My grandparents on their 60th wedding anniversary with the same picture above given to them as a gift!

Conclusion

Surely, my grandmother now identifies as your average American, just with a british accent! Since moving here sixty years ago, she has been able to become accustomed to all of the different kinds of traditions that we experience here in the United States. Her being from England has even changed the way I experience different traditions as an American. For example, Christmas in England is celebrated the day after Christmas in the United States. We call it “Boxing Day” and as a family we celebrate it every year, and I have been celebrating it ever since I was a little girl. Even though I am born in America, part of my culture is being half British and I do celebrate some of the customs and holidays that are involved with Britain.
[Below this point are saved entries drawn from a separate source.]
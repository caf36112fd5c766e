#![allow(dead_code)]

use async_trait::async_trait;
use bytes::Bytes;
use chrono::{DateTime, Duration, TimeZone, Utc};
use interfaces::{ScanError, ScanRequest, ScanVerdict, Scanner};
use news_aggregator::proxy::{ImageUpstream, ProxyError, UpstreamResponse};
use news_aggregator::{
    AggregatorError, Clock, FeedSource, NewsItem, PullFeed, RawEntry, Refresh, Result,
};
use std::collections::HashMap;
use std::sync::atomic::{AtomicUsize, Ordering};
use std::sync::{Arc, Mutex, Once};
use futures::StreamExt;
use tokio::io::{AsyncReadExt, AsyncWriteExt};
use tokio::net::TcpListener;
use url::Url;

static INIT: Once = Once::new();

pub fn init_tracing() {
    INIT.call_once(|| {
        tracing_subscriber::fmt()
            .with_max_level(tracing::Level::DEBUG)
            .with_test_writer()
            .try_init()
            .ok();
    });
}

pub fn at(hour: u32) -> DateTime<Utc> {
    Utc.with_ymd_and_hms(2024, 6, 1, hour, 0, 0).unwrap()
}

pub fn entry(title: &str, published: Option<DateTime<Utc>>) -> RawEntry {
    RawEntry {
        title: Some(title.to_string()),
        link: Some(format!("https://news.example/{}", title.replace(' ', "-"))),
        published,
        ..Default::default()
    }
}

pub fn news_item(title: &str) -> NewsItem {
    NewsItem {
        title: title.to_string(),
        link: format!("https://news.example/{}", title),
        source: "Fake".to_string(),
        published_at: None,
        summary: String::new(),
        image_url: String::new(),
    }
}

pub enum Behaviour {
    Entries(Vec<RawEntry>),
    Fail,
    Hang,
}

/// In-memory feed with a scripted outcome.
pub struct ScriptedFeed {
    source: FeedSource,
    behaviour: Behaviour,
    pub pulls: AtomicUsize,
}

impl ScriptedFeed {
    pub fn new(name: &str, behaviour: Behaviour) -> Self {
        Self {
            source: FeedSource::new(name, format!("https://{}.example/feed", name.to_lowercase())),
            behaviour,
            pulls: AtomicUsize::new(0),
        }
    }
}

#[async_trait]
impl PullFeed for ScriptedFeed {
    fn source(&self) -> &FeedSource {
        &self.source
    }

    async fn pull(&self) -> Result<Vec<RawEntry>> {
        self.pulls.fetch_add(1, Ordering::SeqCst);
        match &self.behaviour {
            Behaviour::Entries(entries) => Ok(entries.clone()),
            Behaviour::Fail => Err(AggregatorError::Parse("broken feed".to_string())),
            Behaviour::Hang => {
                tokio::time::sleep(std::time::Duration::from_secs(30)).await;
                Ok(Vec::new())
            }
        }
    }
}

/// Clock the test moves by hand.
pub struct ManualClock {
    now: Mutex<DateTime<Utc>>,
}

impl ManualClock {
    pub fn new(start: DateTime<Utc>) -> Self {
        Self { now: Mutex::new(start) }
    }

    pub fn advance(&self, by: Duration) {
        let mut now = self.now.lock().unwrap();
        *now += by;
    }
}

impl Clock for ManualClock {
    fn now(&self) -> DateTime<Utc> {
        *self.now.lock().unwrap()
    }
}

/// Refresher that counts calls and numbers each batch it returns.
pub struct CountingRefresh {
    pub calls: AtomicUsize,
    items_per_refresh: usize,
    delay: std::time::Duration,
}

impl CountingRefresh {
    pub fn new(items_per_refresh: usize) -> Self {
        Self {
            calls: AtomicUsize::new(0),
            items_per_refresh,
            delay: std::time::Duration::ZERO,
        }
    }

    pub fn slow(items_per_refresh: usize, delay: std::time::Duration) -> Self {
        Self {
            delay,
            ..Self::new(items_per_refresh)
        }
    }

    pub fn calls(&self) -> usize {
        self.calls.load(Ordering::SeqCst)
    }
}

#[async_trait]
impl Refresh for CountingRefresh {
    async fn refresh(&self) -> Vec<NewsItem> {
        let run = self.calls.fetch_add(1, Ordering::SeqCst) + 1;
        if !self.delay.is_zero() {
            tokio::time::sleep(self.delay).await;
        }
        (0..self.items_per_refresh)
            .map(|i| news_item(&format!("run{}-item{}", run, i)))
            .collect()
    }
}

#[derive(Clone)]
pub enum Hop {
    Redirect(u16, String),
    Status(u16, Option<String>, &'static [u8]),
    TransportError,
    Hang,
    /// Image headers and one chunk, then silence
    Stall(&'static [u8]),
}

/// Upstream keyed by exact URL; unknown URLs answer 404.
#[derive(Default)]
pub struct FakeUpstream {
    hops: HashMap<String, Hop>,
    pub requests: Mutex<Vec<String>>,
}

impl FakeUpstream {
    pub fn new() -> Self {
        Self::default()
    }

    pub fn with(mut self, url: &str, hop: Hop) -> Self {
        self.hops.insert(url.to_string(), hop);
        self
    }

    pub fn request_count(&self) -> usize {
        self.requests.lock().unwrap().len()
    }
}

#[async_trait]
impl ImageUpstream for FakeUpstream {
    async fn get(&self, url: &Url) -> std::result::Result<UpstreamResponse, ProxyError> {
        self.requests.lock().unwrap().push(url.to_string());
        let hop = self
            .hops
            .get(url.as_str())
            .cloned()
            .unwrap_or(Hop::Status(404, Some("text/html".to_string()), b"not found"));

        let body = |bytes: &'static [u8]| {
            Box::pin(futures::stream::iter(vec![Ok::<_, std::io::Error>(Bytes::from_static(bytes))]))
                as news_aggregator::proxy::ByteStream
        };

        match hop {
            Hop::Redirect(status, location) => Ok(UpstreamResponse {
                status,
                location: Some(location),
                content_type: Some("text/html".to_string()),
                body: body(b"moved"),
            }),
            Hop::Status(status, content_type, bytes) => Ok(UpstreamResponse {
                status,
                location: None,
                content_type,
                body: body(bytes),
            }),
            Hop::Stall(first) => Ok(UpstreamResponse {
                status: 200,
                location: None,
                content_type: Some("image/png".to_string()),
                body: Box::pin(
                    futures::stream::iter(vec![Ok::<_, std::io::Error>(Bytes::from_static(first))])
                        .chain(futures::stream::pending()),
                ),
            }),
            Hop::TransportError => Err(ProxyError::Transport("connection reset".to_string())),
            Hop::Hang => {
                tokio::time::sleep(std::time::Duration::from_secs(30)).await;
                Err(ProxyError::Transport("unreachable".to_string()))
            }
        }
    }
}

pub enum ScanScript {
    Verdict(serde_json::Value),
    Fail(&'static str),
    Garbage(&'static str),
}

/// Scanner stand-in that records requests and checks staged files exist.
pub struct FakeScanner {
    script: ScanScript,
    pub requests: Mutex<Vec<(ScanRequest, Option<String>)>>,
}

impl FakeScanner {
    pub fn new(script: ScanScript) -> Self {
        Self {
            script,
            requests: Mutex::new(Vec::new()),
        }
    }
}

#[async_trait]
impl Scanner for FakeScanner {
    async fn scan(&self, request: &ScanRequest) -> std::result::Result<ScanVerdict, ScanError> {
        // Capture staged file contents for URL-less scans
        let staged = std::fs::read_to_string(&request.target).ok();
        self.requests.lock().unwrap().push((request.clone(), staged));

        match &self.script {
            ScanScript::Verdict(serde_json::Value::Object(map)) => Ok(ScanVerdict(map.clone())),
            ScanScript::Verdict(_) => Err(ScanError::InvalidOutput { stdout: String::new() }),
            ScanScript::Fail(stderr) => Err(ScanError::Failed {
                code: Some(1),
                stderr: stderr.to_string(),
            }),
            ScanScript::Garbage(stdout) => Err(ScanError::InvalidOutput {
                stdout: stdout.to_string(),
            }),
        }
    }
}

/// What the local server writes back for one request.
pub struct Reply {
    pub bytes: Vec<u8>,
    /// Keep the socket open after writing instead of closing it
    pub stall: bool,
}

impl Reply {
    pub fn new(status: &str, headers: &[(&str, &str)], body: &[u8]) -> Self {
        let mut head = format!("HTTP/1.1 {}\r\nConnection: close\r\n", status);
        for (name, value) in headers {
            head.push_str(&format!("{}: {}\r\n", name, value));
        }
        if !headers.iter().any(|(name, _)| name.eq_ignore_ascii_case("content-length")) {
            head.push_str(&format!("Content-Length: {}\r\n", body.len()));
        }
        head.push_str("\r\n");

        let mut bytes = head.into_bytes();
        bytes.extend_from_slice(body);
        Self { bytes, stall: false }
    }

    pub fn stalling(mut self) -> Self {
        self.stall = true;
        self
    }
}

/// Plain HTTP/1.1 server on 127.0.0.1 that records every request head.
pub struct LocalServer {
    pub base: String,
    pub requests: Arc<Mutex<Vec<String>>>,
}

impl LocalServer {
    pub async fn start<F>(respond: F) -> Self
    where
        F: Fn(&str) -> Reply + Send + Sync + 'static,
    {
        let listener = TcpListener::bind("127.0.0.1:0").await.unwrap();
        let base = format!("http://{}", listener.local_addr().unwrap());
        let requests = Arc::new(Mutex::new(Vec::new()));
        let respond = Arc::new(respond);

        let recorded = requests.clone();
        tokio::spawn(async move {
            loop {
                let Ok((mut socket, _)) = listener.accept().await else {
                    return;
                };
                let recorded = recorded.clone();
                let respond = respond.clone();
                tokio::spawn(async move {
                    let mut head = Vec::new();
                    let mut buf = [0u8; 1024];
                    while !head.windows(4).any(|w| w == b"\r\n\r\n") {
                        match socket.read(&mut buf).await {
                            Ok(0) | Err(_) => return,
                            Ok(n) => head.extend_from_slice(&buf[..n]),
                        }
                    }
                    let head = String::from_utf8_lossy(&head).to_string();
                    recorded.lock().unwrap().push(head.clone());

                    let reply = (respond.as_ref())(&head);
                    let _ = socket.write_all(&reply.bytes).await;
                    let _ = socket.flush().await;
                    if reply.stall {
                        tokio::time::sleep(std::time::Duration::from_secs(30)).await;
                    }
                });
            }
        });

        Self { base, requests }
    }

    pub fn url(&self, path: &str) -> String {
        format!("{}{}", self.base, path)
    }

    pub fn request_count(&self) -> usize {
        self.requests.lock().unwrap().len()
    }
}

/// Request path from the first line of a request head.
pub fn request_path(head: &str) -> &str {
    head.split_whitespace().nth(1).unwrap_or("/")
}

/// Case-insensitive header lookup in a raw request head.
pub fn header_value<'a>(head: &'a str, name: &str) -> Option<&'a str> {
    head.lines().find_map(|line| {
        let (key, value) = line.split_once(':')?;
        key.trim().eq_ignore_ascii_case(name).then(|| value.trim())
    })
}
Currently, both of my grandparents, mother and aunt all retain dual citizenship in both the United States and England. To conclude the interview, I go on to ask my grandmother if she has any regrets about moving to the United States, and she says absolutely not as she believes that America has a much higher standard of living. She is very happy that her grandchildren are able to experience life in the United States as she believes there are a lot more opportunities regarding education and the workforce. I am very grateful that I was able to interview my grandmother and learn all of this interesting information about what her process was like moving here to the United States. I learned a lot as a result of this interview and I am happy to say that I love being half british!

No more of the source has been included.